Carbohydrate Charts can be found here: http://www.stress-free-weight-loss.com/carbohydrates-chart.htm and http://www.atkins-diet-advisor.com/carbohydrate-chart.html
In addition a small amount of protein consumed at the post ride stage can also give your body a head start on repairing the muscles that have been damaged during the exercise period. There are now a large number of specific recovery drinks on the market with differing levels of carbohydrates, protein and electrolytes. A simpler, cheaper and often tastier method is to consume chocolate milk straight after a ride. Chocolate milk has been found to contain the right amount of carbohydrates and protein and has the benefit of being available at many grocery stores and is very cheap.
Post Ride Glycogen Repletion
Assuming you’ve taken advantage of the glycogen repletion window as soon as you’ve stopped riding it won’t be long before you are ready for some more serious food. Fatty foods should be avoided and a similar proportion of carbohydrates to protein should be consumed, along with fruit and vegetables to replace any vitamins and minerals lost via sweat. A great meal would be something like chicken breast served with steamed vegetables and brown rice.
Try to make sure your carbohydrates are ‘complex carbs’ such as brown rice or whole meal bread as opposed to sugary carbs that tend to give a shorter energy spike and are harder for the body to turn into glycogen.
Beware of Over Eating and not Drinking Enough Fluids
One common mistake is to over eat after a ride. Often you will finish your ride feeling starved and eat and eat as you feel pretty depleted after completing your endurance ride. Keep in mind that you may have loaded with carbohydrates before your ride and may have been topping up with very high carb energy bars or drink while you were riding.

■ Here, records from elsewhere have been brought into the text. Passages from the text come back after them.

//! Small form building blocks shared by the entity views.

use dioxus::prelude::*;

/// Labelled text input bound to a signal.
#[component]
pub fn Field(
    #[props(into)] label: String,
    value: Signal<String>,
    #[props(default = "text".to_string(), into)] r#type: String,
    #[props(default, into)] placeholder: String,
    #[props(default, into)] error: String,
) -> Element {
    let mut value = value;
    rsx! {
        label {
            class: "field",
            span { class: "field-label", "{label}" }
            input {
                r#type: "{r#type}",
                placeholder: "{placeholder}",
                value: "{value}",
                oninput: move |evt: FormEvent| value.set(evt.value()),
            }
            if !error.is_empty() {
                span { class: "field-error", "{error}" }
            }
        }
    }
}

/// Labelled select over `(value, label)` pairs. An empty value is the
/// placeholder option.
#[component]
pub fn Choice(
    #[props(into)] label: String,
    value: Signal<String>,
    options: Vec<(String, String)>,
    #[props(default = "Select...".to_string(), into)] placeholder: String,
    #[props(default, into)] error: String,
) -> Element {
    let mut value = value;
    rsx! {
        label {
            class: "field",
            span { class: "field-label", "{label}" }
            select {
                value: "{value}",
                onchange: move |evt: FormEvent| value.set(evt.value()),
                option { value: "", "{placeholder}" }
                for (key, text) in options {
                    option { key: "{key}", value: "{key}", selected: value() == key, "{text}" }
                }
            }
            if !error.is_empty() {
                span { class: "field-error", "{error}" }
            }
        }
    }
}

/// Clickable table header that shows the current sort direction.
#[component]
pub fn SortHeader(
    #[props(into)] label: String,
    #[props(!optional)] arrow: Option<&'static str>,
    onclick: EventHandler<()>,
) -> Element {
    rsx! {
        th {
            class: "sortable",
            onclick: move |_| onclick.call(()),
            "{label}"
            if let Some(arrow) = arrow {
                span { class: "sort-arrow", " {arrow}" }
            }
        }
    }
}

/// Money and measurements as shown in tables: two decimals, thousands grouped.
pub fn amount(value: f64) -> String {
    let fixed = format!("{:.2}", value.abs());
    let (whole, fraction) = fixed.split_once('.').unwrap_or((fixed.as_str(), "00"));
    let mut grouped = String::new();
    for (i, digit) in whole.chars().enumerate() {
        if i > 0 && (whole.len() - i) % 3 == 0 {
            grouped.push(',');
        }
        grouped.push(digit);
    }
    let sign = if value < 0.0 { "-" } else { "" };
    format!("{sign}{grouped}.{fraction}")
}

#[cfg(test)]
mod tests {
    use super::*;

    #[test]
    fn test_amount_groups_thousands() {
        assert_eq!(amount(0.0), "0.00");
        assert_eq!(amount(999.5), "999.50");
        assert_eq!(amount(50000.0), "50,000.00");
        assert_eq!(amount(1234567.891), "1,234,567.89");
        assert_eq!(amount(-2500.0), "-2,500.00");
    }
}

Water is a huge part of recovery and is at least as important as the food you eat. Water replenishes lost fluids, without which your muscles cramp – and will continue to cramp until you top off. Perhaps the single biggest mistake many riders make is the failure to replace the fluid losses associated with exercise. Rapid skin evaporation decreases the sense of perspiring and gives a false sense of minimal fluid loss (even though sweat production and insensible loss through the lungs can easily exceed 2 quarts per hour). For a successful ride, it is essential that you start off adequately hydrated and that fluid replacement begin early and is continued on a regular basis. Start drinking before your ride then drink at least one 16 ounce bottle per hour during the ride, and drink after training to avoid dehydration.

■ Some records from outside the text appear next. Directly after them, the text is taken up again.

use api::models::{Asset, AssetDraft, AssetFilter};
use api::query::{parse_bound, SortOrder};
use api::{Access, Role};
use dioxus::prelude::*;

use crate::auth::use_client;
use crate::banner::{use_banner, BannerView};
use crate::form::{amount, Choice, Field};
use crate::records::{use_records, Notice};
use crate::views::ModalOverlay;

const ACCESS: Access = Access::employee(Role::Asset);

/// Which asset the dialog edits. `None` inside means a new asset.
#[derive(Clone, Copy, PartialEq)]
enum Editing {
    Closed,
    Open(Option<i64>),
}

fn dialog_title(target: Option<i64>) -> &'static str {
    match target {
        Some(_) => "Edit Asset",
        None => "New Asset",
    }
}

#[component]
pub fn EmployeeAssets() -> Element {
    let client = use_client();
    let mut banner = use_banner();

    let mut citizen = use_signal(String::new);
    let kind_filter = use_signal(String::new);
    let min_valuation = use_signal(String::new);
    let max_valuation = use_signal(String::new);
    let order = use_signal(String::new);

    let mut editing = use_signal(|| Editing::Closed);
    let mut draft_kind = use_signal(String::new);
    let mut draft_valuation = use_signal(String::new);
    let mut draft_owner = use_signal(String::new);

    let records = use_records(ACCESS, banner, move |client| {
        let citizen = citizen();
        async move { client.employee().assets(&citizen).await }
    });

    let filter = AssetFilter {
        kind: kind_filter(),
        min_valuation: parse_bound(&min_valuation()),
        max_valuation: parse_bound(&max_valuation()),
        order: SortOrder::parse(&order()),
    };
    let rows = filter.apply(&records.rows());

    let mut open_dialog = move |asset: Option<Asset>| {
        let draft = asset.as_ref().map(AssetDraft::from_asset).unwrap_or(AssetDraft {
            owner: citizen(),
            ..AssetDraft::default()
        });
        draft_kind.set(draft.kind);
        let valuation = if asset.is_some() {
            draft.valuation.to_string()
        } else {
            String::new()
        };
        draft_valuation.set(valuation);
        draft_owner.set(draft.owner);
        editing.set(Editing::Open(asset.map(|a| a.id)));
    };

    let save = {
        let client = client.clone();
        move |evt: FormEvent| {
            evt.prevent_default();
            let Editing::Open(target) = editing() else {
                return;
            };
            let Some(valuation) = parse_bound(&draft_valuation()) else {
                banner.error("Valuation must be a number.");
                return;
            };
            let draft = AssetDraft {
                kind: draft_kind().trim().to_string(),
                valuation,
                owner: draft_owner().trim().to_string(),
            };
            if let Err(message) = draft.validate() {
                banner.error(message);
                return;
            }
            editing.set(Editing::Closed);
            let client = client.clone();
            match target {
                Some(id) => records.mutate(banner, "Asset updated.", async move {
                    client.employee().update_asset(id, &draft).await
                }),
                None => records.mutate(banner, "Asset created.", async move {
                    client.employee().create_asset(&draft).await
                }),
            }
        }
    };

    let delete = move |asset_id: i64| {
        let client = client.clone();
        records.mutate(banner, "Asset deleted.", async move {
            client.employee().delete_asset(asset_id).await
        });
    };

    rsx! {
        div {
            class: "view-page",
            h1 { class: "view-title", "Assets" }
            BannerView { banner }

            div {
                class: "toolbar",
                input {
                    class: "search",
                    placeholder: "Citizen username (blank for all)",
                    value: "{citizen}",
                    oninput: move |evt: FormEvent| citizen.set(evt.value()),
                }
                button {
                    class: "btn btn-primary",
                    onclick: move |_| open_dialog(None),
                    "Add Asset"
                }
            }
            div {
                class: "filters",
                Field { label: "Type", value: kind_filter, placeholder: "e.g. Land" }
                Field { label: "Min valuation", value: min_valuation, r#type: "number" }
                Field { label: "Max valuation", value: max_valuation, r#type: "number" }
                Choice {
                    label: "Sort by valuation",
                    value: order,
                    placeholder: "Unsorted",
                    options: vec![
                        ("asc".to_string(), "Low to high".to_string()),
                        ("desc".to_string(), "High to low".to_string()),
                    ],
                }
            }

            if let Some(text) = records.notice() {
                Notice { text }
            } else {
                table {
                    class: "data-table",
                    thead {
                        tr {
                            th { "ID" }
                            th { "Type" }
                            th { "Valuation" }
                            th { "Owner" }
                            th { "Actions" }
                        }
                    }
                    tbody {
                        for asset in rows {
                            tr {
                                key: "{asset.id}",
                                td { "{asset.id}" }
                                td { "{asset.kind}" }
                                td { class: "num", {amount(asset.valuation)} }
                                td { "{asset.owner}" }
                                td {
                                    class: "actions",
                                    button {
                                        class: "btn btn-secondary",
                                        onclick: {
                                            let asset = asset.clone();
                                            move |_| open_dialog(Some(asset.clone()))
                                        },
                                        "Edit"
                                    }
                                    button {
                                        class: "btn btn-danger",
                                        onclick: {
                                            let delete = delete.clone();
                                            move |_| delete(asset.id)
                                        },
                                        "Delete"
                                    }
                                }
                            }
                        }
                    }
                }
            }

            if let Editing::Open(target) = editing() {
                ModalOverlay {
                    title: dialog_title(target),
                    on_close: move |_| editing.set(Editing::Closed),
                    form {
                        class: "modal-form",
                        onsubmit: save,
                        Field { label: "Type", value: draft_kind }
                        Field { label: "Valuation", value: draft_valuation, r#type: "number" }
                        Field { label: "Citizen username", value: draft_owner }
                        button { class: "btn btn-primary", r#type: "submit", "Save" }
                    }
                }
            }
        }
    }
}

Eating and drinking every hour of the ride is important to avoid energy loss, and keeps recovery to a minimum. Keep your body fueled at all times or risk running out of gas – when you bonk hard it takes a long time to get back to normal, as much as two weeks. Keep up during the ride with whatever food you like — energy bars or drinks, fruit or bagels. I like Gu, fruit (bananas, oranges), nuts, potato chips (for the salt cravings), jerky and licorice. For meals during the ride I like things like tuna or egg salad sandwiches, peanut butter or boiled potatoes and chicken breast – depends how long I am actually out there.
Make sure you get plenty of sleep and rest. The body does most of its muscle repair when you’re sleeping.

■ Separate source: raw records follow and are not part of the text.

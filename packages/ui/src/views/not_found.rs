use dioxus::prelude::*;

#[component]
pub fn NotFound(segments: Vec<String>) -> Element {
    let path = segments.join("/");
    rsx! {
        div {
            class: "view-page not-found",
            h1 { "404" }
            h3 { "Bad gateway" }
            p { class: "muted", "Nothing lives at /{path}." }
            Link { class: "btn btn-primary", to: "/", "Back to home" }
        }
    }
}
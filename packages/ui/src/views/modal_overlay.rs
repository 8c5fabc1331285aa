use dioxus::prelude::*;

/// A full-screen overlay that centers its children in a modal card.
/// Clicking outside the card triggers `on_close`.
#[component]
pub fn ModalOverlay(
    #[props(into)] title: String,
    on_close: EventHandler<()>,
    #[props(default)] wide: bool,
    children: Element,
) -> Element {
    let card = if wide { "modal-card modal-wide" } else { "modal-card" };
    rsx! {
        div {
            class: "modal-backdrop",
            onclick: move |_| on_close.call(()),
            div {
                class: "{card}",
                onclick: move |evt: Event<MouseData>| evt.stop_propagation(),
                div {
                    class: "modal-header",
                    h2 { "{title}" }
                    button {
                        class: "btn btn-ghost",
                        onclick: move |_| on_close.call(()),
                        "×"
                    }
                }
                {children}
            }
        }
    }
}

I find that if I try to put more energy into taking care of myself…the rider – that I can then in turn stay more focused and attentive to my horse during a ride. If I can’t take care of myself then I won’t do a very good job of the same where the horse is concerned.
What I Really Ate and Drank
On the 100 I just did at 20 Mule Time, this is what I ate:
Chocolate breakfast drink
Snacks and drinks on trail:
GU (several throughout the day)
Chocolate almond candybar
Vet check, first hour hold, 36 miles:
Vet check, second hour hold, 65 miles:
Ham and Cheese
Various vet checks:
Additional snacks: potato chips, candy, whatever might have been offered
I also took Redmond Re-Lyte electrolyte capsules consistently throughout the day and they helped me keep my electrolytes up – I felt great!